Since I posted a chart to help you better understand coconut flour, I’ve had a slew of requests for coconut flour recipes. Last week, we gave you a delicious bread recipe. This week, Chris from Mele Cotte is sharing a yummy recipe for coconut flour chocolate cake that you can make with coconut flour!
Coconut Flour Chocolate Cake: Brought to you by Mele Cotte
Ingredients:
- 2 cups coconut flour
- 1 cup unsweetened cocoa powder
- 1 ½ tsp. baking soda
- ½ tsp. baking powder
- 1 tsp. salt
- 1 cup butter, room temperature
- 1 ¾ cups sugar
- 9 eggs, room temperature
- 1 tsp. vanilla extract
- 1 ¾ cup half & half (or milk)
- ¼ cup coconut oil, liquefied and cooled
Frosting:
- 3 cups heavy or whipping cream
- ¼ cup confectioners’ sugar
- 1 tsp. vanilla extract
- 1-1½ cups shredded coconut (sweetened or unsweetened, according to preference)
Instructions:
1. Preheat oven to 350◦F. Grease two 8-inch or 9-inch round baking pans with butter, or line with parchment paper.
2. In a large bowl, whisk together coconut flour, cocoa powder, baking soda, baking powder, and salt; set aside.
3. Add vanilla into the half & half; set aside.
4. In the bowl of an electric mixer fitted with the paddle attachment, mix butter and sugar for 2 minutes. Add eggs, one at a time; beat high speed for about 3 minutes. Add in the vanilla. Gradually add flour by alternating with milk, beginning and ending with flour. Add oil. Beat batter for about five minutes on high speed. Spoon thick batter into the two prepared cake pans and, with a spatula, smooth the top of each pan. Bake for 30-35 minutes, or until skewer inserted into the center of cake comes out almost clean.
5. Cool on a wire rack for 10 minutes before removing from pans. Once removed from pans, cool completely.
6. Once the cake is cooled, make the cream filling.
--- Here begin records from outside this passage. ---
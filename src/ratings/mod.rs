use crate::state::AppState;
use axum::Router;

pub mod dto;
pub mod handlers;

pub fn router() -> Router<AppState> {
    handlers::rating_routes()
}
In a chilled bowl of an electric mixer fitted with the whisk attachment, whisk cream on medium-high speed until it just starts to thicken. Slow the speed down to medium and gradually add sugar. Continue to whisk until soft peaks form.
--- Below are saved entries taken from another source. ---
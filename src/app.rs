use crate::state::AppState;
use crate::{auth, dashboard, ratings, stores, users};
use axum::{routing::get, Router};
use std::net::SocketAddr;
use tower_http::{cors::CorsLayer, trace::TraceLayer};

pub fn build_app(state: AppState) -> Router {
    Router::new()
        .nest(
            "/api",
            Router::new()
                .merge(auth::router())
                .merge(users::router())
                .merge(stores::router())
                .merge(ratings::router())
                .merge(dashboard::router())
                .route("/health", get(|| async { "ok" })),
        )
        .with_state(state)
        .layer(CorsLayer::permissive())
        .layer(
            TraceLayer::new_for_http()
                .make_span_with(|req: &axum::http::Request<_>| {
                    let method = req.method().clone();
                    let uri = req.uri().clone();
                    tracing::info_span!("http_request", %method, uri = %uri)
                })
                .on_response(
                    |res: &axum::http::Response<_>,
                     _latency: std::time::Duration,
                     span: &tracing::Span| {
                        let status = res.status();
                        span.record("status", tracing::field::display(status));
                        if status.is_server_error() {
                            tracing::error!(%status, "response");
                        } else {
                            tracing::info!(%status, "response");
                        }
                    },
                ),
        )
}

pub async fn serve(app: Router) -> anyhow::Result<()> {
    let addr: SocketAddr = format!(
        "{}:{}",
        std::env::var("APP_HOST").unwrap_or_else(|_| "0.0.0.0".into()),
        std::env::var("APP_PORT").unwrap_or_else(|_| "3001".into())
    )
    .parse()?;

    tracing::info!("listening on {}", addr);
    let listener = tokio::net::TcpListener::bind(addr).await?;
    axum::serve(listener, app).await?;
    Ok(())
}
use crate::state::AppState;
use axum::Router;

pub mod dto;
pub mod handlers;
pub mod jwt;
pub mod password;

pub fn router() -> Router<AppState> {
    handlers::auth_routes()
}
7. Add vanilla. Continue to whisk until smooth and stiff peaks form.
8. To assemble: Place one layer (flat side down) on a cake plate. Add about 2 cups of the whipped cream on the cake layer and evenly sprinkle with coconut. Carefully top with second layer of cake on the filling, flat side down. (If preferred, spread cream on the sides of the cake as well. Top with the remaining cream (use less if preferred). Evenly sprinkle with coconut.
We’d like to thank Chris from Mele Cotte for sharing this yummy recipe and photo with us. For more delicious photos of this cake, visit MeleCotte.com
Allison
October 25, 2015 at 4:56 pmI made this for a family get together today and it was soooo good. Very moist and didn’t taste like a normal GF recipe. Often GF stuff just doesn’t taste good but this was great!!!!!! Will be saving it and making it and gain for sure!
kim
April 11, 2015 at 8:23 amDo you think this would work well for cupcakes?
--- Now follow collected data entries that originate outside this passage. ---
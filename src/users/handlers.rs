use axum::{
    extract::{Path, Query, State},
    http::StatusCode,
    routing::{get, put},
    Json, Router,
};
use tracing::{info, instrument, warn};

use crate::{
    auth::jwt::AuthUser,
    domain::{NewUser, Role, UserFilter},
    error::ApiError,
    state::AppState,
};

use super::dto::{
    ChangePasswordRequest, CreateUserRequest, CreatedUser, MessageResponse, UserListItem,
};

pub fn user_routes() -> Router<AppState> {
    Router::new()
        .route("/users", get(list_users).post(create_user))
        .route("/users/:id/password", put(change_password))
}

#[instrument(skip(state))]
pub async fn list_users(
    State(state): State<AppState>,
    AuthUser(identity): AuthUser,
    Query(filter): Query<UserFilter>,
) -> Result<Json<Vec<UserListItem>>, ApiError> {
    identity.require_role(&[Role::Admin])?;

    // Rows and rating annotations come from one snapshot.
    let items = state
        .db
        .list_users_annotated(&filter)
        .into_iter()
        // Other admins stay hidden; the caller still sees their own record.
        .filter(|(u, _)| u.role != Role::Admin || u.id == identity.id)
        .map(|(u, rating)| UserListItem {
            id: u.id,
            name: u.name,
            email: u.email,
            address: u.address,
            role: u.role,
            rating,
        })
        .collect();
    Ok(Json(items))
}

#[instrument(skip(state, payload))]
pub async fn create_user(
    State(state): State<AppState>,
    AuthUser(identity): AuthUser,
    Json(payload): Json<CreateUserRequest>,
) -> Result<(StatusCode, Json<CreatedUser>), ApiError> {
    identity.require_role(&[Role::Admin])?;

    let user = state.db.create_user(NewUser {
        name: payload.name,
        email: payload.email,
        password: payload.password,
        address: payload.address,
        role: payload.role.unwrap_or(Role::Normal),
    })?;

    info!(user_id = user.id, role = ?user.role, "user created by admin");
    Ok((
        StatusCode::CREATED,
        Json(CreatedUser {
            id: user.id,
            name: user.name,
            email: user.email,
            address: user.address,
            role: user.role,
        }),
    ))
}

#[instrument(skip(state, payload))]
pub async fn change_password(
    State(state): State<AppState>,
    AuthUser(identity): AuthUser,
    Path(id): Path<u64>,
    Json(payload): Json<ChangePasswordRequest>,
) -> Result<Json<MessageResponse>, ApiError> {
    // Identity-scoped: the target must be the caller, whatever their role.
    if id != identity.id {
        warn!(
            caller = identity.id,
            target = id,
            "cross-identity password change rejected"
        );
        return Err(ApiError::Forbidden("Can only update own password"));
    }

    state.db.update_password(id, &payload.password)?;
    info!(user_id = id, "password updated");
    Ok(Json(MessageResponse {
        message: "Password updated successfully".to_string(),
    }))
}

#[cfg(test)]
mod tests {
    use super::*;
    use crate::auth::jwt::Identity;
    use crate::domain::Database;

    fn identity(id: u64, role: Role) -> Identity {
        Identity {
            id,
            email: format!("user{id}@example.com"),
            role,
        }
    }

    fn seed(db: &Database, name: &str, email: &str, role: Role) -> u64 {
        db.create_user(NewUser {
            name: name.into(),
            email: email.into(),
            password: "Passw0rd!".into(),
            address: "Somewhere 1".into(),
            role,
        })
        .expect("seed user")
        .id
    }

    #[tokio::test]
    async fn list_users_is_admin_only() {
        let state = AppState::fake();
        let err = list_users(
            State(state),
            AuthUser(identity(1, Role::Normal)),
            Query(UserFilter::default()),
        )
        .await
        .unwrap_err();
        assert!(matches!(err, ApiError::InsufficientPermission));
    }

    #[tokio::test]
    async fn list_users_hides_other_admins() {
        let state = AppState::fake();
        let me = seed(&state.db, "Admin Person", "admin1@example.com", Role::Admin);
        seed(&state.db, "Other Admin", "admin2@example.com", Role::Admin);
        seed(&state.db, "Normal User", "user@example.com", Role::Normal);

        let Json(items) = list_users(
            State(state),
            AuthUser(identity(me, Role::Admin)),
            Query(UserFilter::default()),
        )
        .await
        .expect("list");

        assert_eq!(items.len(), 2);
        assert!(items.iter().any(|i| i.id == me));
        assert!(!items.iter().any(|i| i.email == "admin2@example.com"));
    }

    #[tokio::test]
    async fn list_users_annotates_store_owner_rating() {
        let state = AppState::fake();
        let admin = seed(&state.db, "Admin Person", "admin@example.com", Role::Admin);
        // Owner without an assigned store reads as 0, others as null.
        seed(&state.db, "Shop Keeper", "owner@example.com", Role::StoreOwner);
        seed(&state.db, "Normal User", "user@example.com", Role::Normal);

        let Json(items) = list_users(
            State(state),
            AuthUser(identity(admin, Role::Admin)),
            Query(UserFilter::default()),
        )
        .await
        .expect("list");

        let owner = items
            .iter()
            .find(|i| i.role == Role::StoreOwner)
            .expect("owner listed");
        assert_eq!(owner.rating, Some(0.0));
        let normal = items
            .iter()
            .find(|i| i.role == Role::Normal)
            .expect("normal listed");
        assert_eq!(normal.rating, None);
    }

    #[tokio::test]
    async fn create_user_accepts_explicit_role() {
        let state = AppState::fake();
        let admin = seed(&state.db, "Admin Person", "admin@example.com", Role::Admin);

        let (status, Json(created)) = create_user(
            State(state),
            AuthUser(identity(admin, Role::Admin)),
            Json(CreateUserRequest {
                name: "Shop Keeper".into(),
                email: "owner@example.com".into(),
                password: "Passw0rd!".into(),
                address: "1 Shop Lane".into(),
                role: Some(Role::StoreOwner),
            }),
        )
        .await
        .expect("create");
        assert_eq!(status, StatusCode::CREATED);
        assert_eq!(created.role, Role::StoreOwner);
    }

    #[tokio::test]
    async fn change_password_is_self_only() {
        let state = AppState::fake();
        let me = seed(&state.db, "Normal User", "user@example.com", Role::Normal);

        let err = change_password(
            State(state.clone()),
            AuthUser(identity(me, Role::Normal)),
            Path(me + 1),
            Json(ChangePasswordRequest {
                password: "NewPass1!".into(),
            }),
        )
        .await
        .unwrap_err();
        assert!(matches!(err, ApiError::Forbidden(_)));

        change_password(
            State(state),
            AuthUser(identity(me, Role::Normal)),
            Path(me),
            Json(ChangePasswordRequest {
                password: "NewPass1!".into(),
            }),
        )
        .await
        .expect("own password change succeeds");
    }
}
Thank you! This looks so yummy!
Kassi Whale
April 13, 2015 at 4:21 pmYes! It would work great with cupcakes!
sherry
August 31, 2012 at 2:45 pmThis looks so great! I am hesitant to try only because I’ve found in the past that using coconut flour can render a dry crumb. I’m sure that the key is in the ratio of flour/fat/liquid. Any thoughts on this?
Thanks,
Sherry
Cait
August 31, 2012 at 4:50 pmThe important thing to remember is that coconut flour needs a good binding agent. Eggs are used for this very purpose. A good rule of thumb is to use 1 egg per ounce of flour. As long as flour is bound well, it shouldn’t be too dry. However, baking gluten-free or with flours such as coconut flour always takes trial and error. 🙁 Check out this chart I did on coconut flour. Hopefully it will help you! Good luck!